-- Source material follows --
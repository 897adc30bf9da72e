//! Activity event model.
//!
//! # Invariants
//! - Events are append-only: once written to the log they are never
//!   mutated. The only removal path is the janitorial filter for
//!   legacy-marked entries.

use serde::{Deserialize, Serialize};
use uuid::Uuid;

/// One entry of the recent-activity log.
#[derive(Debug, Clone, PartialEq, Eq, Serialize, Deserialize)]
#[serde(rename_all = "camelCase")]
pub struct ActivityEvent {
    /// Stable event id.
    pub id: String,
    /// Headline shown in the feed, e.g. `01-166-02-2026 - NEW CASE LOGGED`.
    pub title: String,
    /// Short verb phrase describing the action.
    pub action_text: String,
    /// Attribution resolved from the source record.
    pub editor: String,
    /// Epoch milliseconds.
    pub timestamp: i64,
}

impl ActivityEvent {
    /// Creates an event with a generated id.
    pub fn new(
        title: impl Into<String>,
        action_text: impl Into<String>,
        editor: impl Into<String>,
        timestamp: i64,
    ) -> Self {
        Self {
            id: Uuid::new_v4().to_string(),
            title: title.into(),
            action_text: action_text.into(),
            editor: editor.into(),
            timestamp,
        }
    }
}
-- Source material concluded --
Return all the data exactly as given.

### Response for this exercise
repository 897adc30bf9da72e
//! Activity event model.
//!
//! # Invariants
//! - Events are append-only: once written to the log they are never
//!   mutated. The only removal path is the janitorial filter for
//!   legacy-marked entries.

use serde::{Deserialize, Serialize};
use uuid::Uuid;

/// One entry of the recent-activity log.
#[derive(Debug, Clone, PartialEq, Eq, Serialize, Deserialize)]
#[serde(rename_all = "camelCase")]
pub struct ActivityEvent {
    /// Stable event id.
    pub id: String,
    /// Headline shown in the feed, e.g. `01-166-02-2026 - NEW CASE LOGGED`.
    pub title: String,
    /// Short verb phrase describing the action.
    pub action_text: String,
    /// Attribution resolved from the source record.
    pub editor: String,
    /// Epoch milliseconds.
    pub timestamp: i64,
}

impl ActivityEvent {
    /// Creates an event with a generated id.
    pub fn new(
        title: impl Into<String>,
        action_text: impl Into<String>,
        editor: impl Into<String>,
        timestamp: i64,
    ) -> Self {
        Self {
            id: Uuid::new_v4().to_string(),
            title: title.into(),
            action_text: action_text.into(),
            editor: editor.into(),
            timestamp,
        }
    }
}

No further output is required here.